The researchers were then interested in evaluating the reasoning abilities of two popular LLMs: GPT-4, developed by OpenAI, and LLaMA 2, developed by Meta. Their goal was to use LLMs to automatically generate fallacious premises that resulted in inaccurate claims and classify these premises into categories.

The LLMs were given a claim, a fallacious premise and the context of the scientific publication and were prompted to classify fallacious premises that were used to arrive at the claim into one of nine categories. The LLMs also were asked to generate the fallacious premises on their own.

The researchers tested the two models in several different configurations. For example, providing the models with the definition of the fallacy, the logic of the fallacy and the logic of the fallacy in addition to an example of the fallacy.

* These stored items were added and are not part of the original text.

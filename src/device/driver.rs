//! Device-agnostic driver interface.
//!
//! Every protocol variant implements [`DeviceDriver`]; [`ProtocolDriver`]
//! is the closed set of variants the registry can hand out.

use crate::device::bulk_lcd::BulkDriver;
use crate::device::hid_lcd::HidLcdDriver;
use crate::device::kvm_led::KvmLedDriver;
use crate::device::led::LedDriver;
use crate::device::scsi::ScsiDriver;
use crate::error::Result;
use crate::protocol::{DriverState, HandshakeResult, ProtocolKind};

/// Deferred constructor for a transport handle. Called on first use.
pub type Opener<T> = Box<dyn FnMut() -> Result<Box<T>> + Send>;

/// Lazily opened transport handle.
pub struct Connection<T: ?Sized> {
    opener: Opener<T>,
    handle: Option<Box<T>>,
}

impl<T: ?Sized> Connection<T> {
    pub fn new(opener: Opener<T>) -> Self {
        Self {
            opener,
            handle: None,
        }
    }

    pub fn is_open(&self) -> bool {
        self.handle.is_some()
    }

    /// Open the transport if needed and return it.
    pub fn get(&mut self) -> Result<&mut T> {
        let handle = match self.handle.take() {
            Some(handle) => handle,
            None => (self.opener)()?,
        };
        Ok(&mut **self.handle.insert(handle))
    }

    /// Drop the handle. `on_close` runs first so the transport can release resources.
    pub fn close_with(&mut self, on_close: impl FnOnce(&mut T)) {
        if let Some(mut handle) = self.handle.take() {
            on_close(&mut handle);
        }
    }
}

/// Operations shared by every protocol driver.
pub trait DeviceDriver {
    fn protocol(&self) -> ProtocolKind;

    fn state(&self) -> DriverState;

    /// Run the handshake.
    ///
    /// Transport failures are `Err`. A device that answers with an
    /// unrecognized payload yields `Ok` with `error` set, and the driver
    /// stays `Open` so the next call retries.
    fn handshake(&mut self) -> Result<HandshakeResult>;

    /// Send one frame. Handshakes first when not yet handshaken.
    fn send_frame(&mut self, pixels: &[u8], width: u32, height: u32) -> Result<()>;

    /// Release the transport and return to `Closed`.
    fn close(&mut self);

    /// Last successful handshake, if any.
    fn handshake_info(&self) -> Option<&HandshakeResult>;
}

/// Closed set of driver variants, chosen once at creation.
pub enum ProtocolDriver {
    Scsi(ScsiDriver),
    HidLcd(HidLcdDriver),
    Bulk(BulkDriver),
    Led(LedDriver),
    KvmLed(KvmLedDriver),
}

impl ProtocolDriver {
    fn inner(&self) -> &dyn DeviceDriver {
        match self {
            ProtocolDriver::Scsi(d) => d,
            ProtocolDriver::HidLcd(d) => d,
            ProtocolDriver::Bulk(d) => d,
            ProtocolDriver::Led(d) => d,
            ProtocolDriver::KvmLed(d) => d,
        }
    }

    fn inner_mut(&mut self) -> &mut dyn DeviceDriver {
        match self {
            ProtocolDriver::Scsi(d) => d,
            ProtocolDriver::HidLcd(d) => d,
            ProtocolDriver::Bulk(d) => d,
            ProtocolDriver::Led(d) => d,
            ProtocolDriver::KvmLed(d) => d,
        }
    }

    pub fn is_led(&self) -> bool {
        self.protocol().is_led()
    }

    pub fn as_led_mut(&mut self) -> Option<&mut LedDriver> {
        match self {
            ProtocolDriver::Led(d) => Some(d),
            _ => None,
        }
    }

    pub fn as_kvm_led_mut(&mut self) -> Option<&mut KvmLedDriver> {
        match self {
            ProtocolDriver::KvmLed(d) => Some(d),
            _ => None,
        }
    }
}

impl DeviceDriver for ProtocolDriver {
    fn protocol(&self) -> ProtocolKind {
        self.inner().protocol()
    }

    fn state(&self) -> DriverState {
        self.inner().state()
    }

    fn handshake(&mut self) -> Result<HandshakeResult> {
        self.inner_mut().handshake()
    }

    fn send_frame(&mut self, pixels: &[u8], width: u32, height: u32) -> Result<()> {
        self.inner_mut().send_frame(pixels, width, height)
    }

    fn close(&mut self) {
        self.inner_mut().close()
    }

    fn handshake_info(&self) -> Option<&HandshakeResult> {
        self.inner().handshake_info()
    }
}

impl std::fmt::Debug for ProtocolDriver {
    fn fmt(&self, f: &mut std::fmt::Formatter<'_>) -> std::fmt::Result {
        f.debug_struct("ProtocolDriver")
            .field("protocol", &self.protocol())
            .field("state", &self.state())
            .finish()
    }
}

In predicting the fallacy class, GPT-4 performed better than LLaMA 2 overall and did so across nearly every fallacy class. When given the logic of the fallacy and an example, GPT-4 was able to predict the correct fallacy class based on correct fallacious premises 77% of the time, while LLaMA 2 did so at a rate of 66%.

Interestingly, when human evaluators examined the outputs generated by the models, they found that even if a model was able to generate a plausible fallacy, it might misclassify the fallacy.

Other fact-checking approaches

A current approach to fact-checking with NLP is to use what are known as knowledge bases, which are repositories of factual information. According to this method, a system compares a claim to information in the knowledge base and makes a prediction about the veracity of the claim. Techniques like this that focus on attacking a claim with counter-evidence fail, however, when counter-evidence isn’t available, which is true of most real-world cases of false claims, Gurevych explained.

In this study, instead of countering a claim, Gurevych and her coauthors’ method attacks the reasoning between the scientific source and the claim and uses the LLMs to identify the fallacies that are required to develop a false claim based on the source.

A significant challenge

Fact-checking is difficult for both humans and machines. “Discovering fallacies is something that people struggle with, and it makes experimentation difficult,” Gurevych said. “We see that LLMs are not at the stage yet where they can accurately address these complex reasoning questions.”

In the future, Gurevych and colleagues intend to analyze other models according to the same framework and develop methods to account for scientific evidence contained in more than one document.

That said, the very nature of the task — to determine if a claim is true based on evidence — is often contested and is a fundamental process in the generation of knowledge. “The question of whether evidence supports a claim is at the heart of any empirical science and one of the reasons scientists have developed methods like peer review,” Gurevych said. “It’s an extremely difficult question to answer.”